My own biological family has never praised anything I’ve succeeded at, but instead, point out every single flaw- or what they THINK is a flaw, like I’m an idiot or something, no matter how small. 33 yrs and counting. And let me just say, THIS is how predators get their prey. The ONLY family member to actually even bother to come SEE my new home was my mother, for Michael’s graduation party, yet NOTHING positive has been said from ANY of my biological family member, BUT they sure have said A LOT of negative things. My own sister got on my Facebook page and announced that, maybe I don’t understand, but I don’t actually OWN my home. I DO OWN MY HOME! Yes. I have a mortgage. So do 98% of “home owners” in America. The difference is, **MY** mortgage will be paid off in 1/4 the time as most and my house will be worth at least 75% MORE than I paid for it by then. And again- this happens so often, I could be here all day with examples & rants, so anyway…
I can see the end goal & I believe it’ll happen. I just can’t break through to it yet. But pot holes along the way were not expected. Well, obviously, I did expect potholes. Just not extra ones that have been as painful as a divorce/death. I expected hard work but not this much heart break. I did not know certain dreams would be ripped to shreds, by little fault of mine. Things I did my VERY best for and gave my life for. But, I can SEE the end- but its like a mirage or the end of a rainbow- its just out of reach, no matter my pace. I’ve become so focused, I have forgotten how to ‘enjoy the journey’ & now I’m REALLY burnt out.
**But** past experience predicts that something BIG will happen very soon. I get severely depressed RIGHT before a victory- if I hadn’t pushed through the last one, I wouldn’t have found this house. & other examples from my past… its sooo hard to focus on those +s sometimes. Especially when soooo many -s are right here and now. I take things VERY personally. Something as small as my Facebook shop likes dropping a bit, leaves me wondering what on earth I did wrong THIS time. And I’m being attacked by strangers who are ruining my PERFECT, 100% POSITIVE feedback I have worked so hard to keep, by getting on my shop Facebook page and leaving FALSE LIES and poor star ratings on me! These people have NEVER shopped at ANY of my locations, have NEVER even talked to or emailed me, EVER. If I messed up and it was true, fine. But these are just flat out mean people who don’t even know me personally. (BUT customers DON’T know that!!)
I’m just stuck. A lot like being stuck in the mud. You may have LOTS of people around you, shouting out “you can do it!” or “God will help you!” etc, but you are still STUCK. You still have to figure how to get out and shake it all off by yourself, while nearly as many others are there, shoveling more mud on top of you the entire time.
To top if off, the more I learn about High Functioning Autism, and having 3/4 kids with it (not my youngest), and after always KNOWING I was DIFFERENT than everyone else my entire life, the more I am thinking about having myself tested.
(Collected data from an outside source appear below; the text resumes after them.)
//! Edge openness rule for hitomezashi grids.
//!
//! A vertical grid-line segment separates cells `(x, y)` and `(x + 1, y)` and
//! is governed by `horizontal[x]` and the parity of `y`. A horizontal segment
//! separates `(x, y)` and `(x, y + 1)` and is governed by `vertical[y]` and
//! the parity of `x`. Flipping the parity moves the stitch by one cell, which
//! gives the characteristic running-stitch look.

use serde::{Deserialize, Serialize};

/// Orientation of a grid-line segment.
#[derive(Debug, Copy, Clone, PartialEq, Eq, Hash, Serialize, Deserialize)]
#[serde(rename_all = "camelCase")]
pub enum Axis {
    /// Segment at a column boundary, indexed by column then row.
    Vertical,
    /// Segment at a row boundary, indexed by row then column.
    Horizontal,
}

#[derive(Debug, Copy, Clone, PartialEq, Eq, Hash, Serialize, Deserialize)]
#[serde(rename_all = "camelCase")]
pub enum EdgeState {
    Open,
    Closed,
}

impl EdgeState {
    pub fn from_closed(closed: bool) -> Self {
        if closed {
            EdgeState::Closed
        } else {
            EdgeState::Open
        }
    }

    pub fn is_closed(self) -> bool {
        self == EdgeState::Closed
    }
}

/// Whether the segment driven by `bias` is stitched at a crossing index with
/// the given parity.
#[inline]
pub fn is_closed(bias: bool, crossing: usize) -> bool {
    bias ^ (crossing % 2 == 1)
}

/// Segment between `(x, y)` and `(x + 1, y)`.
#[inline]
pub fn vertical_closed(horizontal: &[bool], x: usize, y: usize) -> bool {
    is_closed(horizontal[x], y)
}

/// Segment between `(x, y)` and `(x, y + 1)`.
#[inline]
pub fn horizontal_closed(vertical: &[bool], x: usize, y: usize) -> bool {
    is_closed(vertical[y], x)
}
I’ve always been “sooo intelligent” too, but able to function as easy as other seem to. And I definitely have the sensory issues. I have the social issues (although I’m told I mask them well now.) I wouldn’t leave my house and wouldn’t deal with people at all if I could get away with it. Not that it would really make any difference one way or another… except make me fully responsible for “giving it” to my kids…
So. if any of that makes any sense at all, that is about 1/2 of what is all going through my head at this very moment. I better get moving again before I sink any further!